Gholston is a versatile player who could end up as either a defensive end or an outside linebacker in the NFL. The New England Patriots have the seventh overall pick and are said to covet Gholston. But their arch rivals, the New York Jets, have the sixth selection and might not allow Gholston to drop another spot.
Dorsey is regarded as the draft's best available defensive tackle. He's a mobile, disruptive player who will occupy additional blockers and free teammates to make tackles, in addition to making many himself. Questions have been raised about his health during pre-draft evaluations, with reports about some teams being wary of past knee and tibia injuries. But such talk seems to have quieted, and Dorsey has dismissed his injuries as the normal bumps and bruises of a football season and the questions as the typical scrutiny about a potential top pick.
"When you are one of the top players, a lot of people are looking for negatives, even with saying I have injury problems," Dorsey said at the combine. "I played every game at LSU for four years. I don't have injury problems. Who doesn't get hurt during the year?"
Ellis is likely to be the second defensive tackle taken, and North Carolina's Kentwan Balmer perhaps could come off the board in the first round as well.

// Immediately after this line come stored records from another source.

impl ConnectionHandler {
    pub fn new(
        reader: OwnedReadHalf,
        writer: OwnedWriteHalf,
        watcher: Arc<DeviceWatcher>,
        connection_number: u64,
    ) -> Self {
        Self {
            reader: BufReader::new(reader),
            writer: Some(BufWriter::new(writer)),
            watcher,
            client_id: None,
            connection_number,
            outbound: None,
            writer_task: None,
            writer_done: None,
            watch: None,
            forwards: HashMap::new(),
            syslogs: HashMap::new(),
        }
    }

    /// Runs the handshake and message loop. Returns the client id once the
    /// connection has closed and its subscriptions are released.
    pub async fn run(mut self) -> Option<ClientId> {
        debug!(connection = self.connection_number, "New client connected");

        match self.handle_handshake().await {
            Ok(()) => {
                info!(client_id = ?self.client_id, "Client handshake completed");
            }
            Err(e) => {
                warn!(connection = self.connection_number, error = %e, "Handshake failed");
                return None;
            }
        }

        self.start_writer();

        if let Err(e) = self.process_messages().await {
            debug!(client_id = ?self.client_id, error = %e, "Connection closed");
        }

        self.release_subscriptions();
        self.stop_writer().await;

        info!(client_id = ?self.client_id, "Client disconnected");
        self.client_id.take()
    }

    /// Expects `connect` with a compatible version.
    async fn handle_handshake(&mut self) -> Result<(), ConnectionError> {
        let msg = match timeout(READ_TIMEOUT, self.read_message()).await {
            Ok(result) => result?,
            Err(_) => return Err(ConnectionError::Timeout),
        };

        let client_version = msg.protocol_version;
        if !client_version.is_compatible_with(&ProtocolVersion::CURRENT) {
            warn!(
                client_version = %client_version,
                server_version = %ProtocolVersion::CURRENT,
                "Protocol version mismatch"
            );

            self.write_direct(DaemonMessage::rejected(&format!(
                "Protocol version {} not compatible with server version {}",
                client_version,
                ProtocolVersion::CURRENT
            )))
            .await?;

            return Err(ConnectionError::VersionMismatch {
                client: client_version,
                server: ProtocolVersion::CURRENT,
            });
        }

        match msg.message {
            MessageType::Connect { client_id } => {
                let assigned_id =
                    client_id.unwrap_or_else(|| format!("client-{}", self.connection_number));
                self.client_id = Some(assigned_id.clone());
                self.write_direct(DaemonMessage::connected(assigned_id)).await
            }
            other => {
                self.write_direct(DaemonMessage::error("Expected Connect message for handshake"))
                    .await?;
                Err(ConnectionError::UnexpectedMessage(format!("{other:?}")))
            }
        }
    }

    async fn write_direct(&mut self, msg: DaemonMessage) -> Result<(), ConnectionError> {
        let writer = self.writer.as_mut().ok_or(ConnectionError::Closed)?;
        send_message(writer, &msg).await
    }

    /// Moves the writer into a task draining the outbound queue.
    fn start_writer(&mut self) {
        let Some(mut writer) = self.writer.take() else {
            return;
        };
        let (tx, mut rx) = mpsc::channel::<DaemonMessage>(OUTBOUND_CAPACITY);
        let done = CancellationToken::new();
        let finished = done.clone();
        let client_id = self.client_id.clone();

        self.outbound = Some(tx);
        self.writer_done = Some(done);
        self.writer_task = Some(tokio::spawn(async move {
            loop {
                let msg = tokio::select! {
                    biased;
                    msg = rx.recv() => msg,
                    _ = finished.cancelled() => rx.try_recv().ok(),
                };
                let Some(msg) = msg else {
                    break;
                };
                if let Err(e) = send_message(&mut writer, &msg).await {
                    debug!(client_id = ?client_id, error = %e, "Failed to write to client");
                    break;
                }
            }
        }));
    }

    /// Flushes what is queued, then ends the writer task.
    ///
    /// Listener clones may outlive the connection, so the queue is not
    /// waited on to close.
    async fn stop_writer(&mut self) {
        self.outbound = None;
        if let Some(done) = self.writer_done.take() {
            done.cancel();
        }
        if let Some(mut task) = self.writer_task.take() {
            if timeout(WRITE_TIMEOUT, &mut task).await.is_err() {
                task.abort();
            }
        }
    }

    async fn queue(&self, msg: DaemonMessage) -> Result<(), ConnectionError> {
        self.outbound
            .as_ref()
            .ok_or(ConnectionError::Closed)?
            .send(msg)
            .await
            .map_err(|_| ConnectionError::Closed)
    }

    async fn process_messages(&mut self) -> Result<(), ConnectionError> {
        loop {
            let msg = match timeout(READ_TIMEOUT, self.read_message()).await {
                Ok(Ok(msg)) => msg,
                Ok(Err(ConnectionError::Eof)) => {
                    debug!(client_id = ?self.client_id, "Client sent EOF");
                    return Ok(());
                }
                Ok(Err(ConnectionError::ParseError(e))) => {
                    // Malformed line; the stream itself is still usable
                    self.queue(DaemonMessage::error(&format!("Parse error: {e}"))).await?;
                    continue;
                }
                Ok(Err(e)) => return Err(e),
                Err(_) => {
                    debug!(client_id = ?self.client_id, "Connection timed out");
                    return Err(ConnectionError::Timeout);
                }
            };

            if let Err(e) = self.handle_message(msg).await {
                match e {
                    ConnectionError::Eof => return Ok(()),
                    ConnectionError::Closed => return Err(e),
                    other => {
                        warn!(client_id = ?self.client_id, error = %other, "Error handling message");
                        self.queue(DaemonMessage::error(&other.to_string())).await?;
                    }
                }
            }
        }
    }

    async fn handle_message(&mut self, msg: ClientMessage) -> Result<(), ConnectionError> {
        match msg.message {
            MessageType::Connect { .. } => {
                self.queue(DaemonMessage::error("Already connected")).await?;
            }

            MessageType::ListDevices => {
                self.queue(DaemonMessage::device_list(self.watcher.list())).await?;
            }

            MessageType::Watch => {
                let result = self.handle_watch();
                self.reply(result).await?;
            }

            MessageType::Unwatch => {
                if let Some(listener) = self.watch.take() {
                    self.watcher.unwatch(&listener);
                    debug!(client_id = ?self.client_id, "Client stopped watching");
                }
                self.queue(DaemonMessage::Ok).await?;
            }

            MessageType::StartForward { udid, port } => {
                let result = match forward_port(port) {
                    Ok(port) => self.handle_start_forward(udid, port).await?,
                    Err(e) => Err(e),
                };
                self.reply(result).await?;
            }

            MessageType::StopForward { udid, port } => {
                let result = forward_port(port).and_then(|port| {
                    match self.forwards.remove(&(udid.clone(), port)) {
                        Some(listener) => self.watcher.stop_forward(&udid, port, &listener),
                        None => Ok(()),
                    }
                });
                self.reply(result).await?;
            }

            MessageType::StartSyslog { udid } => {
                let result = self.handle_start_syslog(udid).await?;
                self.reply(result).await?;
            }

            MessageType::StopSyslog { udid } => {
                let result = match self.syslogs.remove(&udid) {
                    Some(listener) => self.watcher.stop_syslog(&udid, &listener),
                    None => Ok(()),
                };
                self.reply(result).await?;
            }

            MessageType::Install { udid, app_path } => {
                info!(client_id = ?self.client_id, udid = %udid, app = %app_path.display(), "Install requested");
                let watcher = Arc::clone(&self.watcher);
                let result = tokio::task::spawn_blocking(move || watcher.install(&udid, &app_path))
                    .await
                    .map_err(|e| ConnectionError::Blocking(e.to_string()))?;
                self.reply(result).await?;
            }

            MessageType::Ping { seq } => {
                self.queue(DaemonMessage::pong(seq)).await?;
            }

            MessageType::Disconnect => {
                debug!(client_id = ?self.client_id, "Client requested disconnect");
                return Err(ConnectionError::Eof);
            }
        }

        Ok(())
    }

    async fn reply(&self, result: DeviceResult<()>) -> Result<(), ConnectionError> {
        match result {
            Ok(()) => self.queue(DaemonMessage::Ok).await,
            Err(e) => {
                debug!(client_id = ?self.client_id, error = %e, code = e.code(), "Device operation failed");
                self.queue(DaemonMessage::device_error(&e)).await
            }
        }
    }

    fn handle_watch(&mut self) -> DeviceResult<()> {
        if self.watch.is_some() {
            return Ok(());
        }

        let outbound = self.outbound.clone().ok_or(DeviceError::WatcherStopped)?;
        let client_id = self.client_id.clone();
        let listener = WatchListener::new(move |event| match event {
            WatchEvent::Change { devices } => {
                let msg = DaemonMessage::devices_changed(devices);
                offer_event(&outbound, client_id.as_deref(), msg);
            }
        });

        self.watcher.watch(listener.clone())?;
        self.watch = Some(listener);
        debug!(client_id = ?self.client_id, "Client watching devices");
        Ok(())
    }

    /// Starts a forward. A previous forward of the same port by this client
    /// is replaced.
    async fn handle_start_forward(
        &mut self,
        udid: DeviceId,
        port: u16,
    ) -> Result<DeviceResult<()>, ConnectionError> {
        if let Some(previous) = self.forwards.remove(&(udid.clone(), port)) {
            let _ = self.watcher.stop_forward(&udid, port, &previous);
        }

        let listener = self.relay_listener(udid.clone(), RelaySource::Port { port })?;
        let watcher = Arc::clone(&self.watcher);
        let started = listener.clone();
        let target = udid.clone();
        let result =
            tokio::task::spawn_blocking(move || watcher.start_forward(&target, port, started))
                .await
                .map_err(|e| ConnectionError::Blocking(e.to_string()))?;

        if result.is_ok() {
            info!(client_id = ?self.client_id, udid = %udid, port, "Forward started");
            self.forwards.insert((udid, port), listener);
        }
        Ok(result)
    }

    async fn handle_start_syslog(
        &mut self,
        udid: DeviceId,
    ) -> Result<DeviceResult<()>, ConnectionError> {
        if let Some(previous) = self.syslogs.remove(&udid) {
            let _ = self.watcher.stop_syslog(&udid, &previous);
        }

        let listener = self.relay_listener(udid.clone(), RelaySource::Syslog)?;
        let watcher = Arc::clone(&self.watcher);
        let started = listener.clone();
        let target = udid.clone();
        let result = tokio::task::spawn_blocking(move || watcher.start_syslog(&target, started))
            .await
            .map_err(|e| ConnectionError::Blocking(e.to_string()))?;

        if result.is_ok() {
            info!(client_id = ?self.client_id, udid = %udid, "Syslog started");
            self.syslogs.insert(udid, listener);
        }
        Ok(result)
    }

    /// A listener that turns relay messages into protocol events.
    fn relay_listener(
        &self,
        udid: DeviceId,
        source: RelaySource,
    ) -> Result<RelayListener, ConnectionError> {
        let outbound = self.outbound.clone().ok_or(ConnectionError::Closed)?;
        let client_id = self.client_id.clone();
        Ok(RelayListener::new(move |message| {
            let msg = match message {
                RelayMessage::Data(line) => DaemonMessage::relay_data(udid.clone(), source, line),
                RelayMessage::End => DaemonMessage::relay_end(udid.clone(), source),
            };
            offer_event(&outbound, client_id.as_deref(), msg);
        }))
    }

    /// Drops every subscription this client holds.
    fn release_subscriptions(&mut self) {
        if let Some(listener) = self.watch.take() {
            self.watcher.unwatch(&listener);
        }
        for ((udid, port), listener) in self.forwards.drain() {
            let _ = self.watcher.stop_forward(&udid, port, &listener);
        }
        for (udid, listener) in self.syslogs.drain() {
            let _ = self.watcher.stop_syslog(&udid, &listener);
        }
    }

    async fn read_message(&mut self) -> Result<ClientMessage, ConnectionError> {
        let mut line = String::new();

        let bytes_read = self
            .reader
            .read_line(&mut line)
            .await
            .map_err(|e| ConnectionError::Io(e.to_string()))?;

        if bytes_read == 0 {
            return Err(ConnectionError::Eof);
        }

        if line.len() > MAX_MESSAGE_SIZE {
            return Err(ConnectionError::MessageTooLarge {
                size: line.len(),
                max: MAX_MESSAGE_SIZE,
            });
        }

        let msg: ClientMessage =
            serde_json::from_str(&line).map_err(|e| ConnectionError::ParseError(e.to_string()))?;

        debug!(
            client_id = ?self.client_id,
            message_type = ?std::mem::discriminant(&msg.message),
            "Received message"
        );

        Ok(msg)
    }

    pub fn client_id(&self) -> Option<&str> {
        self.client_id.as_deref()
    }
}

"I think Ellis is a phenomenal football player. . . . In another draft, I think this would be a guy who would be a top three pick," DeCosta said. "But because of this unique draft where you have Chris Long and Glenn Dorsey and Gholston, those types of players with him, the picks in the latter half of the top 10 are going to have a good chance of getting Sedrick Ellis. I think he is one of the best players at his position to come out of the draft in a long time."